I glared at them and quietly said “If you’re so damn concerned about the virus, maybe you might want to shut your mouth so there’s less of chance you’ll get it”?   They stared at me like I had called them MAGAs, and then continued to bitch.

So I moved to another seat and sat near some truly wonderful new friends, and yes, we hugged.  And I’m not sick–certainly not as sick as I felt listening to the worrywarts from earlier in the evening.

If I weren’t so loyal to newspapers in general, I might want to stop reading the Times.  That’s my co-morbidity, I guess.

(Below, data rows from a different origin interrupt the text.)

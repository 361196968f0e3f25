//! CLI parsing, the per-iteration driver, and JSON result reporting shared
//! by the `dsop-bench` binary. Kept separate from `bins/dsop-bench` so the
//! driver can be exercised in tests against `dsop_core::ThreadComm` without
//! an `mpiexec` launcher.

mod cli;
mod driver;
mod report;

pub use cli::Cli;
pub use driver::{RunConfig, run};
pub use report::IterationRecord;
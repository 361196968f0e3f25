//! Shared `PendingSend`/`PendingRecv` implementation backed by a plain OS
//! thread running a blocking call. Used by both `ThreadComm` (where the
//! blocking call is a queue push/pop) and `MpiComm` (where it is a real
//! blocking `mpi` send/receive) so neither backend has to fight rsmpi's
//! request-scope lifetime machinery to get overlap between communication
//! and computation — the overlap comes from the OS thread instead.

use std::sync::{Arc, Condvar, Mutex};
use std::thread::{self, JoinHandle};

use super::{PendingRecv, PendingSend};

pub(crate) struct ThreadedSend {
    handle: Option<JoinHandle<()>>,
}

impl ThreadedSend {
    pub(crate) fn spawn(f: impl FnOnce() + Send + 'static) -> Self {
        Self { handle: Some(thread::spawn(f)) }
    }
}

impl PendingSend for ThreadedSend {
    fn wait(mut self: Box<Self>) {
        if let Some(handle) = self.handle.take() {
            handle.join().expect("send thread panicked");
        }
    }
}

impl Drop for ThreadedSend {
    fn drop(&mut self) {
        if self.handle.is_some() {
            panic!("PendingSend dropped without a matching wait()");
        }
    }
}

pub(crate) struct ThreadedRecv {
    result: Arc<(Mutex<Option<Vec<f64>>>, Condvar)>,
    handle: Option<JoinHandle<()>>,
}

impl ThreadedRecv {
    pub(crate) fn spawn(f: impl FnOnce() -> Vec<f64> + Send + 'static) -> Self {
        let result = Arc::new((Mutex::new(None), Condvar::new()));
        let result2 = Arc::clone(&result);
        let handle = thread::spawn(move || {
            let payload = f();
            let (lock, cv) = &*result2;
            *lock.lock().unwrap() = Some(payload);
            cv.notify_all();
        });
        Self { result, handle: Some(handle) }
    }
}

impl PendingRecv for ThreadedRecv {
    fn is_ready(&self) -> bool {
        self.result.0.lock().unwrap().is_some()
    }

    fn wait(mut self: Box<Self>) -> Vec<f64> {
        let (lock, cv) = &*self.result;
        let mut guard = lock.lock().unwrap();
        while guard.is_none() {
            guard = cv.wait(guard).unwrap();
        }
        let payload = guard.take().unwrap();
        drop(guard);
        if let Some(handle) = self.handle.take() {
            let _ = handle.join();
        }
        payload
    }
}

impl Drop for ThreadedRecv {
    fn drop(&mut self) {
        if self.handle.is_some() {
            panic!("PendingRecv dropped without a matching wait()");
        }
    }
}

But as long as hypocritic pleas from ethically compromised “experts” continue to be published, I’m gonna avoid the op-ed pages for a while.

I wish other Angelenos would follow suit.

Until next time…

 

3 thoughts on “A Hypocritic Oath?”

  1. Just to clarify my post, I’ve got nothing against vaccines that have been around for decades, and have helped eliminate diseases, like vaccines are supposed to do. It’s the COVID ones, however, that I question. When you consider the fact that the latest version was only tested on eight Mice, it’s understandable why the uptake would be so low, and people would be skeptical.

    And when Biden had four shots, and yet STILL got COVID, it leaves further questions. I also don’t think it’s right to force people to get a COVID vaccine just to go to a particular place, or get a job. Biden clearly stated that he wouldn’t force people to get it. But what does he do? Force people to get it. And no, I don’t think it’s fair to compare it to the vaccines that have been mandated for kids to go to public school.